Downing writes in dichotomies: “the painting is presented as the opposite of the X-ray, as an ‘outer’ as opposed to the X-ray’s ‘inner’ portrait” (52); Hans brings the portrait “into the light” and imagines Clavdia’s X-ray only in the context of the dark room (52); while the painting “obsessively” portrays Clavdia’s skin, “the X-ray photograph sees through and misses” this object of obsession (52). Downing essentially presents the interiority of the X-ray as most understandable through its contrast with the portrait’s “humanistic” (Plastik) exteriority.

 

Yet Downing allows the X-ray its own scatological meaning. As a symbol itself, the X-ray becomes only death. Without its counterpoint it can only signify an end. X-rays “weaken the common, pictorial faith in the veracity of the evident, in the visible as the privileged site for knowledge, for the determination of truth, and for the manifestation of self-identity” (58). The X-ray “has to do with death, and it has to do with endings” (58).
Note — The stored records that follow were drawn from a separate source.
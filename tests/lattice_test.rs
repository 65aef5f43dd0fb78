use ising_sweep::lattice::SpinLattice;
use rand::prelude::SmallRng;
use rand::{Rng, SeedableRng};

#[test]
fn periodic_indexing_wraps_in_both_directions() {
    let mut rng = SmallRng::seed_from_u64(1337);
    let lattice = SpinLattice::random(5, &mut rng);
    let n = 5isize;
    for i in 0..n {
        for j in 0..n {
            let v = lattice.get(i, j);
            assert_eq!(v, lattice.get(i + n, j));
            assert_eq!(v, lattice.get(i, j + n));
            assert_eq!(v, lattice.get(i - n, j - n));
            assert_eq!(v, lattice.get(i + 3 * n, j - 2 * n));
        }
    }
}

#[test]
fn every_value_stays_plus_or_minus_one() {
    let mut rng = SmallRng::seed_from_u64(42);
    let mut lattice = SpinLattice::random(6, &mut rng);
    for _ in 0..1000 {
        let i = rng.gen_range(-20..20);
        let j = rng.gen_range(-20..20);
        match rng.gen_range(0..4) {
            0 => {
                lattice.flip(i, j);
            }
            1 => lattice.set(i, j, if rng.gen() { 1 } else { -1 }),
            2 => lattice.randomize(&mut rng),
            _ => {
                let _ = lattice.neighbor_sum(i, j);
            }
        }
        assert!((0..6).all(|r| (0..6).all(|c| {
            let v = lattice.get(r, c);
            v == 1 || v == -1
        })));
    }
}

#[test]
fn ordered_spin_sets_every_site_up() {
    let mut rng = SmallRng::seed_from_u64(1337);
    let mut lattice = SpinLattice::random(4, &mut rng);
    lattice.ordered_spin();
    for i in 0..4 {
        for j in 0..4 {
            assert_eq!(lattice.get(i, j), 1);
        }
    }
    assert_eq!(lattice.total_magnetization(), 16);
}

#[test]
fn new_dim_reallocates_and_keeps_the_invariant() {
    let mut rng = SmallRng::seed_from_u64(7);
    let mut lattice = SpinLattice::random(3, &mut rng);
    lattice.new_dim(8, &mut rng);
    assert_eq!(lattice.dim(), 8);
    assert_eq!(lattice.sites(), 64);
    for i in 0..8 {
        for j in 0..8 {
            let v = lattice.get(i, j);
            assert!(v == 1 || v == -1);
        }
    }
}

#[test]
fn single_site_lattice_is_its_own_neighborhood() {
    let mut lattice = SpinLattice::ordered(1);
    assert_eq!(lattice.neighbor_sum(0, 0), 4);
    lattice.flip(0, 0);
    assert_eq!(lattice.get(100, -100), -1);
    assert_eq!(lattice.neighbor_sum(0, 0), -4);
}

#[test]
fn neighbor_sum_of_ordered_lattice_is_four() {
    let lattice = SpinLattice::ordered(5);
    for i in 0..5 {
        for j in 0..5 {
            assert_eq!(lattice.neighbor_sum(i, j), 4);
        }
    }
}

#[test]
fn flipping_one_site_changes_energy_by_the_local_delta() {
    let mut rng = SmallRng::seed_from_u64(11);
    let mut lattice = SpinLattice::random(6, &mut rng);
    let before = lattice.total_energy(1.0);
    let spin = lattice.get(2, 3);
    let delta = 2.0 * spin as f64 * lattice.neighbor_sum(2, 3) as f64;
    lattice.flip(2, 3);
    let after = lattice.total_energy(1.0);
    assert!((after - before - delta).abs() < 1e-9);
}
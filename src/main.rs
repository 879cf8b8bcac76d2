//! CLI for PollSub
//!
//! Subcommands:
//! - `server`: run the HTTP and WebSocket servers
//! - `client`: subscribe, publish and poll once (useful for smoke tests)

use std::sync::Arc;

use clap::Parser;
use tracing::{error, info};

use pollsub::broker::SubscriptionService;
use pollsub::client::PubSubClient;
use pollsub::config::load_config;
use pollsub::transport::{start_http_server, start_websocket_server};
use pollsub::utils::{Result, logging};

#[derive(Parser)]
#[command(name = "pollsub")]
enum Command {
    /// Start the HTTP and WebSocket servers
    Server,
    /// Subscribe, publish one message and poll it back
    Client {
        /// WebSocket server URL to connect to
        #[arg(long, default_value = "ws://127.0.0.1:3000")]
        url: String,
        #[arg(long, default_value = "chat")]
        topic: String,
        #[arg(long, default_value = "example")]
        user: String,
        #[arg(long, default_value = "Hello from pollsub")]
        message: String,
    },
}

#[tokio::main]
async fn main() {
    let _ = dotenvy::dotenv();
    let cmd = Command::parse();

    match cmd {
        Command::Server => {
            if let Err(e) = run_server().await {
                error!("Server failed: {}", e);
            }
        }
        Command::Client {
            url,
            topic,
            user,
            message,
        } => {
            logging::init("info");
            if let Err(e) = run_client(&url, &topic, &user, &message).await {
                error!("Client failed: {}", e);
            }
        }
    }
}

async fn run_server() -> Result<()> {
    let config = match load_config() {
        Ok(config) => config,
        Err(e) => {
            logging::init("info");
            return Err(e);
        }
    };
    logging::init(&config.logging.level);

    let ws_addr = config.bind_addr();
    let http_addr = config.http_bind_addr();
    let service = Arc::new(SubscriptionService::new());

    tokio::select! {
        res = start_websocket_server(&ws_addr, service.clone(), &config.broker) => {
            res?;
            error!("WebSocket server exited unexpectedly.");
        }
        res = start_http_server(&http_addr, service) => {
            res?;
            error!("HTTP server exited unexpectedly.");
        }
        _ = tokio::signal::ctrl_c() => {
            info!("Shutdown signal received. Exiting gracefully.");
        }
    }

    Ok(())
}

async fn run_client(url: &str, topic: &str, user: &str, message: &str) -> Result<()> {
    let mut client = PubSubClient::connect(url).await?;

    println!("Subscribe: {:?}", client.subscribe(topic, user).await?);
    println!("Publish: {:?}", client.publish(topic, message.as_bytes()).await?);
    println!("Poll: {:?}", client.poll(topic, user).await?);
    println!("Poll: {:?}", client.poll(topic, user).await?);

    client.close().await
}
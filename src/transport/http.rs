//! HTTP transport
//!
//! The same four broker operations as plain HTTP routes:
//!
//! | Route | Operation | Status |
//! |---|---|---|
//! | `POST /{topic}/{user}` | subscribe | 200 |
//! | `DELETE /{topic}/{user}` | unsubscribe | 200, 404 if not subscribed |
//! | `POST /{topic}` | publish the request body | 200 |
//! | `GET /{topic}/{user}` | poll | 200 with the payload, 204 if empty, 404 if not subscribed |
//!
//! Bodies are raw bytes in both directions.

use std::net::SocketAddr;
use std::sync::Arc;

use axum::Router;
use axum::body::Bytes;
use axum::extract::{Path, State};
use axum::http::{HeaderName, StatusCode, header};
use axum::response::{IntoResponse, Response};
use axum::routing::post;
use tokio::net::TcpListener;
use tracing::info;

use crate::broker::{Poll, SubscriptionService};
use crate::utils::error::Result;

/// Response header carrying the publish time in Unix milliseconds.
pub const PUBLISHED_AT_HEADER: &str = "x-published-at";

type SharedService = State<Arc<SubscriptionService>>;

/// Builds the router over `service`.
pub fn router(service: Arc<SubscriptionService>) -> Router {
    Router::new()
        .route("/{topic}", post(publish))
        .route(
            "/{topic}/{user}",
            post(subscribe).delete(unsubscribe).get(poll),
        )
        .with_state(service)
}

pub struct HttpServer {
    listener: TcpListener,
    service: Arc<SubscriptionService>,
}

impl HttpServer {
    /// Binds the listener. Use port 0 to let the OS pick one.
    pub async fn bind(addr: &str, service: Arc<SubscriptionService>) -> Result<Self> {
        let listener = TcpListener::bind(addr).await?;
        Ok(Self { listener, service })
    }

    pub fn local_addr(&self) -> Result<SocketAddr> {
        Ok(self.listener.local_addr()?)
    }

    /// Serves requests until the task is dropped.
    pub async fn run(self) -> Result<()> {
        info!("HTTP server listening on http://{}", self.local_addr()?);
        axum::serve(self.listener, router(self.service)).await?;
        Ok(())
    }
}

/// Binds to `addr` and serves until the task is dropped.
pub async fn start_http_server(addr: &str, service: Arc<SubscriptionService>) -> Result<()> {
    HttpServer::bind(addr, service).await?.run().await
}

async fn subscribe(
    State(service): SharedService,
    Path((topic, user)): Path<(String, String)>,
) -> StatusCode {
    service.subscribe(&topic, &user);
    StatusCode::OK
}

async fn unsubscribe(
    State(service): SharedService,
    Path((topic, user)): Path<(String, String)>,
) -> StatusCode {
    if service.unsubscribe(&topic, &user) {
        StatusCode::OK
    } else {
        StatusCode::NOT_FOUND
    }
}

async fn publish(
    State(service): SharedService,
    Path(topic): Path<String>,
    body: Bytes,
) -> StatusCode {
    service.publish(&topic, body.to_vec());
    StatusCode::OK
}

async fn poll(
    State(service): SharedService,
    Path((topic, user)): Path<(String, String)>,
) -> Response {
    match service.poll_next(&topic, &user) {
        Poll::NotSubscribed => StatusCode::NOT_FOUND.into_response(),
        Poll::Empty => StatusCode::NO_CONTENT.into_response(),
        Poll::Message(message) => (
            [
                (header::CONTENT_TYPE, "application/octet-stream".to_string()),
                (
                    HeaderName::from_static(PUBLISHED_AT_HEADER),
                    message.timestamp.to_string(),
                ),
            ],
            message.payload,
        )
            .into_response(),
    }
}
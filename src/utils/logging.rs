/// Installs the global `tracing` subscriber for the `pollsub` binary.
///
/// `level` is the `logging.level` setting. Calling it again after a
/// subscriber is installed does nothing.
pub fn init(level: &str) {
    let _ = tracing_subscriber::fmt()
        .with_max_level(parse_level(level))
        .with_target(false)
        .try_init();
}

/// Maps a configured level name onto a `tracing::Level`, case-insensitively.
/// Unknown names mean `info`.
pub(crate) fn parse_level(level: &str) -> tracing::Level {
    match level.trim().to_lowercase().as_str() {
        "error" => tracing::Level::ERROR,
        "warn" | "warning" => tracing::Level::WARN,
        "debug" => tracing::Level::DEBUG,
        "trace" => tracing::Level::TRACE,
        _ => tracing::Level::INFO,
    }
}
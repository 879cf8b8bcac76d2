use serde::{Deserialize, Serialize};

/// Requests a client sends, one JSON text frame each.
///
/// Payloads are opaque bytes, carried as base64 strings.
#[derive(Debug, Clone, PartialEq, Eq, Deserialize, Serialize)]
#[serde(tag = "type")]
pub enum ClientMessage {
    #[serde(rename = "subscribe")]
    Subscribe { topic: String, user: String },

    #[serde(rename = "unsubscribe")]
    Unsubscribe { topic: String, user: String },

    #[serde(rename = "publish")]
    Publish {
        topic: String,
        #[serde(with = "base64_bytes")]
        payload: Vec<u8>,
    },

    #[serde(rename = "poll")]
    Poll { topic: String, user: String },
}

/// Replies from the server, exactly one per request.
///
/// `NotFound` and `NoContent` carry the same meaning as HTTP 404 and 204:
/// the user is not subscribed, or is subscribed with nothing waiting.
#[derive(Debug, Clone, PartialEq, Eq, Deserialize, Serialize)]
#[serde(tag = "type")]
pub enum ServerMessage {
    #[serde(rename = "subscribed")]
    Subscribed { topic: String, user: String },

    #[serde(rename = "unsubscribed")]
    Unsubscribed { topic: String, user: String },

    #[serde(rename = "published")]
    Published { topic: String, delivered: usize },

    #[serde(rename = "message")]
    Message {
        topic: String,
        user: String,
        #[serde(with = "base64_bytes")]
        payload: Vec<u8>,
        timestamp: i64,
    },

    #[serde(rename = "no_content")]
    NoContent { topic: String, user: String },

    #[serde(rename = "not_found")]
    NotFound { topic: String, user: String },

    #[serde(rename = "error")]
    Error { message: String },
}

impl ServerMessage {
    pub fn error(message: impl Into<String>) -> Self {
        ServerMessage::Error {
            message: message.into(),
        }
    }
}

/// Serde helper for base64 encoding/decoding of payload bytes.
mod base64_bytes {
    use base64::Engine;
    use serde::{Deserialize, Deserializer, Serialize, Serializer};

    const ENGINE: base64::engine::GeneralPurpose = base64::engine::general_purpose::STANDARD;

    pub fn serialize<S>(bytes: &[u8], serializer: S) -> Result<S::Ok, S::Error>
    where
        S: Serializer,
    {
        ENGINE.encode(bytes).serialize(serializer)
    }

    pub fn deserialize<'de, D>(deserializer: D) -> Result<Vec<u8>, D::Error>
    where
        D: Deserializer<'de>,
    {
        let s = String::deserialize(deserializer)?;
        ENGINE.decode(&s).map_err(serde::de::Error::custom)
    }
}
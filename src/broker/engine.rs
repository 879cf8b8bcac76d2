use std::collections::HashMap;
use std::sync::{Mutex, MutexGuard, PoisonError};

use tracing::debug;

use crate::broker::message::Message;
use crate::broker::topic::{Topic, TopicId};
use crate::broker::user::{User, UserId};

/// Outcome of polling a (topic, user) pair.
#[derive(Debug, Clone, PartialEq, Eq)]
pub enum Poll {
    /// The user is not subscribed to the topic.
    NotSubscribed,
    /// Subscribed, but nothing is buffered.
    Empty,
    /// The oldest undelivered message.
    Message(Message),
}

impl Poll {
    pub fn is_subscribed(&self) -> bool {
        !matches!(self, Poll::NotSubscribed)
    }

    pub fn into_message(self) -> Option<Message> {
        match self {
            Poll::Message(message) => Some(message),
            _ => None,
        }
    }
}

/// Directory of every topic and user, resolved by name.
///
/// Entities are created on first reference and live as long as the registry.
/// Nothing here is synchronized; [`SubscriptionService`] owns the only lock.
#[derive(Debug, Default)]
pub struct Registry {
    topic_ids: HashMap<String, TopicId>,
    user_ids: HashMap<String, UserId>,
    topics: Vec<Topic>,
    users: Vec<User>,
}

impl Registry {
    pub fn new() -> Self {
        Self::default()
    }

    /// Looks up a topic by name, creating it if this is the first reference.
    pub fn get_or_create_topic(&mut self, name: &str) -> TopicId {
        if let Some(id) = self.topic_ids.get(name) {
            return *id;
        }
        let id = TopicId(self.topics.len());
        self.topics.push(Topic::new(id, name));
        self.topic_ids.insert(name.to_string(), id);
        debug!(topic = name, "created topic");
        id
    }

    /// Looks up a user by name, creating it if this is the first reference.
    pub fn get_or_create_user(&mut self, name: &str) -> UserId {
        if let Some(id) = self.user_ids.get(name) {
            return *id;
        }
        let id = UserId(self.users.len());
        self.users.push(User::new(id, name));
        self.user_ids.insert(name.to_string(), id);
        debug!(user = name, "created user");
        id
    }

    pub fn topic(&self, id: TopicId) -> Option<&Topic> {
        self.topics.get(id.0)
    }

    pub fn user(&self, id: UserId) -> Option<&User> {
        self.users.get(id.0)
    }

    pub fn topic_count(&self) -> usize {
        self.topics.len()
    }

    pub fn user_count(&self) -> usize {
        self.users.len()
    }

    pub fn subscribe(&mut self, topic: &str, user: &str) {
        let topic_id = self.get_or_create_topic(topic);
        let user_id = self.get_or_create_user(user);
        self.topics[topic_id.0].subscribe(&mut self.users[user_id.0]);
    }

    pub fn unsubscribe(&mut self, topic: &str, user: &str) -> bool {
        let topic_id = self.get_or_create_topic(topic);
        let user_id = self.get_or_create_user(user);
        self.topics[topic_id.0].unsubscribe(&mut self.users[user_id.0])
    }

    pub fn publish(&mut self, topic: &str, message: Message) -> usize {
        let topic_id = self.get_or_create_topic(topic);
        self.topics[topic_id.0].publish(&message, &mut self.users)
    }

    pub fn poll_next(&mut self, topic: &str, user: &str) -> Poll {
        let topic_id = self.get_or_create_topic(topic);
        let user_id = self.get_or_create_user(user);
        self.users[user_id.0].next_message(topic_id)
    }

    /// Panics unless every subscriber set matches the users' mailbox keys.
    #[cfg(test)]
    pub(crate) fn assert_consistent(&self) {
        for topic in &self.topics {
            for user_id in &topic.subscribers {
                assert!(
                    self.users[user_id.0].is_subscribed(topic.id),
                    "{} is in {} but has no mailbox",
                    self.users[user_id.0].name,
                    topic.name
                );
            }
        }
        for user in &self.users {
            for topic_id in user.mailboxes.keys() {
                assert!(
                    self.topics[topic_id.0].subscribers.contains(&user.id),
                    "{} has a mailbox for {} but is not subscribed",
                    user.name,
                    self.topics[topic_id.0].name
                );
            }
        }
    }
}

/// The subscription and delivery engine.
///
/// Every operation takes the single service-wide lock, resolves names through
/// the [`Registry`], runs the entity operation and releases the lock. No two
/// operations ever run concurrently, whichever topic or user they touch.
/// Operations are plain map and queue manipulations, so the lock is never held
/// across I/O and nothing blocks waiting for a publish.
#[derive(Debug, Default)]
pub struct SubscriptionService {
    registry: Mutex<Registry>,
}

impl SubscriptionService {
    pub fn new() -> Self {
        Self::default()
    }

    /// Subscribes `user` to `topic`. Repeating it is a no-op.
    pub fn subscribe(&self, topic: &str, user: &str) {
        self.lock().subscribe(topic, user);
        debug!(topic, user, "subscribed");
    }

    /// Unsubscribes `user` from `topic`, dropping any buffered messages.
    /// Returns whether the user was subscribed.
    pub fn unsubscribe(&self, topic: &str, user: &str) -> bool {
        let was_subscribed = self.lock().unsubscribe(topic, user);
        debug!(topic, user, was_subscribed, "unsubscribed");
        was_subscribed
    }

    /// Fans `payload` out to every current subscriber of `topic`.
    ///
    /// Returns how many mailboxes received it. With no subscribers the
    /// message is dropped and 0 is returned.
    pub fn publish(&self, topic: &str, payload: impl Into<Vec<u8>>) -> usize {
        let message = Message::new(payload);
        let delivered = self.lock().publish(topic, message);
        debug!(topic, delivered, "published");
        delivered
    }

    /// Pops the next message for (`topic`, `user`) without waiting.
    pub fn poll_next(&self, topic: &str, user: &str) -> Poll {
        let poll = self.lock().poll_next(topic, user);
        debug!(topic, user, subscribed = poll.is_subscribed(), "polled");
        poll
    }

    /// Runs `f` against the registry under the service lock.
    pub fn with_registry<R>(&self, f: impl FnOnce(&Registry) -> R) -> R {
        f(&self.lock())
    }

    // No operation panics halfway through a mutation, so the state behind a
    // poisoned lock is still consistent.
    fn lock(&self) -> MutexGuard<'_, Registry> {
        self.registry.lock().unwrap_or_else(PoisonError::into_inner)
    }
}
//! Maps protocol requests onto [`SubscriptionService`] operations.
//!
//! Everything here is synchronous: the service lock is taken and released
//! inside each call, never held while a frame is read or written.

use crate::broker::{Poll, SubscriptionService};
use crate::transport::message::{ClientMessage, ServerMessage};

/// Runs one request against the service and builds its reply.
pub fn handle_client_message(service: &SubscriptionService, msg: ClientMessage) -> ServerMessage {
    if let Some(reply) = validate(&msg) {
        return reply;
    }

    match msg {
        ClientMessage::Subscribe { topic, user } => {
            service.subscribe(&topic, &user);
            ServerMessage::Subscribed { topic, user }
        }
        ClientMessage::Unsubscribe { topic, user } => {
            if service.unsubscribe(&topic, &user) {
                ServerMessage::Unsubscribed { topic, user }
            } else {
                ServerMessage::NotFound { topic, user }
            }
        }
        ClientMessage::Publish { topic, payload } => {
            let delivered = service.publish(&topic, payload);
            ServerMessage::Published { topic, delivered }
        }
        ClientMessage::Poll { topic, user } => match service.poll_next(&topic, &user) {
            Poll::NotSubscribed => ServerMessage::NotFound { topic, user },
            Poll::Empty => ServerMessage::NoContent { topic, user },
            Poll::Message(message) => ServerMessage::Message {
                topic,
                user,
                payload: message.payload,
                timestamp: message.timestamp,
            },
        },
    }
}

/// Parses a text frame and handles it. Unparseable frames get an error reply.
pub fn handle_text(service: &SubscriptionService, text: &str) -> ServerMessage {
    match serde_json::from_str::<ClientMessage>(text) {
        Ok(msg) => handle_client_message(service, msg),
        Err(err) => ServerMessage::error(format!("invalid request: {err}")),
    }
}

fn validate(msg: &ClientMessage) -> Option<ServerMessage> {
    let (topic, user) = match msg {
        ClientMessage::Subscribe { topic, user }
        | ClientMessage::Unsubscribe { topic, user }
        | ClientMessage::Poll { topic, user } => (topic, Some(user)),
        ClientMessage::Publish { topic, .. } => (topic, None),
    };

    if topic.is_empty() {
        return Some(ServerMessage::error("topic must not be empty"));
    }
    if user.is_some_and(|user| user.is_empty()) {
        return Some(ServerMessage::error("user must not be empty"));
    }
    None
}
//! The `transport` module exposes the broker to clients.
//!
//! It carries the same four operations over two surfaces: plain HTTP routes
//! with raw byte bodies, and a JSON request/response protocol over
//! WebSockets. Both call into one shared
//! [`SubscriptionService`](crate::broker::SubscriptionService).

pub mod handler;
pub mod http;
pub mod message;
pub mod websocket;

pub use handler::handle_client_message;
pub use http::{HttpServer, start_http_server};
pub use message::{ClientMessage, ServerMessage};
pub use websocket::{WebSocketServer, start_websocket_server};

#[cfg(test)]
mod http_tests;
#[cfg(test)]
mod tests;
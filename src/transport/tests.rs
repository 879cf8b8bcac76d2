use serde_json::json;

use crate::broker::SubscriptionService;
use crate::transport::handler::{handle_client_message, handle_text};
use crate::transport::message::{ClientMessage, ServerMessage};

fn subscribe(topic: &str, user: &str) -> ClientMessage {
    ClientMessage::Subscribe {
        topic: topic.to_string(),
        user: user.to_string(),
    }
}

fn unsubscribe(topic: &str, user: &str) -> ClientMessage {
    ClientMessage::Unsubscribe {
        topic: topic.to_string(),
        user: user.to_string(),
    }
}

fn publish(topic: &str, payload: &str) -> ClientMessage {
    ClientMessage::Publish {
        topic: topic.to_string(),
        payload: payload.as_bytes().to_vec(),
    }
}

fn poll(topic: &str, user: &str) -> ClientMessage {
    ClientMessage::Poll {
        topic: topic.to_string(),
        user: user.to_string(),
    }
}

#[test]
fn test_handle_subscribe() {
    let service = SubscriptionService::new();

    let reply = handle_client_message(&service, subscribe("news", "alice"));
    assert_eq!(
        reply,
        ServerMessage::Subscribed {
            topic: "news".to_string(),
            user: "alice".to_string(),
        }
    );
    assert!(service.poll_next("news", "alice").is_subscribed());
}

#[test]
fn test_handle_unsubscribe() {
    let service = SubscriptionService::new();
    service.subscribe("news", "alice");

    let reply = handle_client_message(&service, unsubscribe("news", "alice"));
    assert!(matches!(reply, ServerMessage::Unsubscribed { .. }));

    let reply = handle_client_message(&service, unsubscribe("news", "alice"));
    assert!(matches!(reply, ServerMessage::NotFound { .. }));
}

#[test]
fn test_handle_publish_reports_fan_out() {
    let service = SubscriptionService::new();

    let reply = handle_client_message(&service, publish("news", "nobody listens"));
    assert_eq!(
        reply,
        ServerMessage::Published {
            topic: "news".to_string(),
            delivered: 0,
        }
    );

    service.subscribe("news", "alice");
    service.subscribe("news", "bob");
    let reply = handle_client_message(&service, publish("news", "hello"));
    assert!(matches!(reply, ServerMessage::Published { delivered: 2, .. }));
}

#[test]
fn test_handle_poll_status_mapping() {
    let service = SubscriptionService::new();

    let reply = handle_client_message(&service, poll("news", "alice"));
    assert!(matches!(reply, ServerMessage::NotFound { .. }));

    handle_client_message(&service, subscribe("news", "alice"));
    let reply = handle_client_message(&service, poll("news", "alice"));
    assert!(matches!(reply, ServerMessage::NoContent { .. }));

    handle_client_message(&service, publish("news", "hello"));
    match handle_client_message(&service, poll("news", "alice")) {
        ServerMessage::Message {
            topic,
            user,
            payload,
            timestamp,
        } => {
            assert_eq!(topic, "news");
            assert_eq!(user, "alice");
            assert_eq!(payload, b"hello");
            assert!(timestamp > 0);
        }
        other => panic!("Expected a message, got {:?}", other),
    }
}

#[test]
fn test_handle_rejects_empty_names() {
    let service = SubscriptionService::new();

    let reply = handle_client_message(&service, subscribe("", "alice"));
    assert_eq!(reply, ServerMessage::error("topic must not be empty"));

    let reply = handle_client_message(&service, poll("news", ""));
    assert_eq!(reply, ServerMessage::error("user must not be empty"));

    let reply = handle_client_message(&service, publish("", "x"));
    assert!(matches!(reply, ServerMessage::Error { .. }));

    service.with_registry(|registry| {
        assert_eq!(registry.topic_count(), 0);
        assert_eq!(registry.user_count(), 0);
    });
}

#[test]
fn test_handle_text_parses_protocol_json() {
    let service = SubscriptionService::new();

    let msg = json!({
        "type": "subscribe",
        "topic": "news",
        "user": "alice"
    })
    .to_string();
    assert!(matches!(
        handle_text(&service, &msg),
        ServerMessage::Subscribed { .. }
    ));

    let msg = json!({
        "type": "publish",
        "topic": "news",
        "payload": "aGVsbG8="
    })
    .to_string();
    handle_text(&service, &msg);

    let msg = json!({
        "type": "poll",
        "topic": "news",
        "user": "alice"
    })
    .to_string();
    let reply = serde_json::to_value(handle_text(&service, &msg)).unwrap();
    assert_eq!(reply["type"], "message");
    assert_eq!(reply["payload"], "aGVsbG8=");
}

#[test]
fn test_handle_text_rejects_invalid_json() {
    let service = SubscriptionService::new();

    match handle_text(&service, "{not json") {
        ServerMessage::Error { message } => assert!(message.starts_with("invalid request")),
        other => panic!("Expected Error, got {:?}", other),
    }

    let missing_user = json!({ "type": "subscribe", "topic": "news" }).to_string();
    assert!(matches!(
        handle_text(&service, &missing_user),
        ServerMessage::Error { .. }
    ));
}

#[test]
fn test_binary_payload_survives_the_protocol() {
    let service = SubscriptionService::new();
    service.subscribe("bin", "alice");
    service.publish("bin", vec![0xff, 0x00, 0xfe]);

    let msg = json!({ "type": "poll", "topic": "bin", "user": "alice" }).to_string();
    let reply = handle_text(&service, &msg);
    let wire = serde_json::to_string(&reply).unwrap();
    let wire_json: serde_json::Value = serde_json::from_str(&wire).unwrap();
    assert_eq!(wire_json["payload"], "/wD+");

    match serde_json::from_str::<ServerMessage>(&wire).unwrap() {
        ServerMessage::Message { payload, .. } => assert_eq!(payload, vec![0xff, 0x00, 0xfe]),
        other => panic!("Expected a message, got {:?}", other),
    }
}

#[test]
fn test_publish_decodes_binary_payload() {
    let service = SubscriptionService::new();
    service.subscribe("bin", "alice");

    let msg = json!({ "type": "publish", "topic": "bin", "payload": "/wD+" }).to_string();
    assert!(matches!(
        handle_text(&service, &msg),
        ServerMessage::Published { delivered: 1, .. }
    ));

    let message = service.poll_next("bin", "alice").into_message().unwrap();
    assert_eq!(message.payload, vec![0xff, 0x00, 0xfe]);
}

#[test]
fn test_publish_rejects_malformed_base64() {
    let service = SubscriptionService::new();
    service.subscribe("bin", "alice");

    let msg = json!({ "type": "publish", "topic": "bin", "payload": "not base64!" }).to_string();
    assert!(matches!(
        handle_text(&service, &msg),
        ServerMessage::Error { .. }
    ));
    assert_eq!(service.poll_next("bin", "alice"), crate::broker::Poll::Empty);
}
Whereas the portrait allows the expression surface truth, the X-ray exposes (in its voyeurism of the human body) hidden sicknesses – the inevitability of death. It exposes truth from the inside out. Using Benjamin’s “Der Erzähler”, Downing makes the argument that “the moment of truth in an individual’s life was always associated with his or her moment of demise, … the manner in which death presented itself … had a tremendous interpretive, retrospective authority over the meaning or truth of that individual’s preceding life” (59). The vision of the internal through the X-ray, Downing argues, is the preview of this future moment of truth. However well the X-ray can express truth, it is simultaneously unstable. “The truth of an X-ray, far from being able to determine and shape a life, a self, is soon outdated: all the patients on the Magic Mountain need regularly to have their X-rays retaken” (60). This paradox of the X-ray as infinitely revealing and yet instantly obsolete, jives nicely with the X-ray’s equation with death.

 

Mann, Thomas. The Magic Mountain. Trans. John E. Woods. Vintage International, NY: 1996.

Vogt, Karen Drabek. Vision and Revision: The Concept of Inspiration in Thomas Mann’s Fiction. Peter Lang, NY: 1987.  

Downing, Eric. After Images: Photography, Archaeology, and Psychoanalysis and the Tradition of Bildung. Wayne State University Press, Detroit: 2006.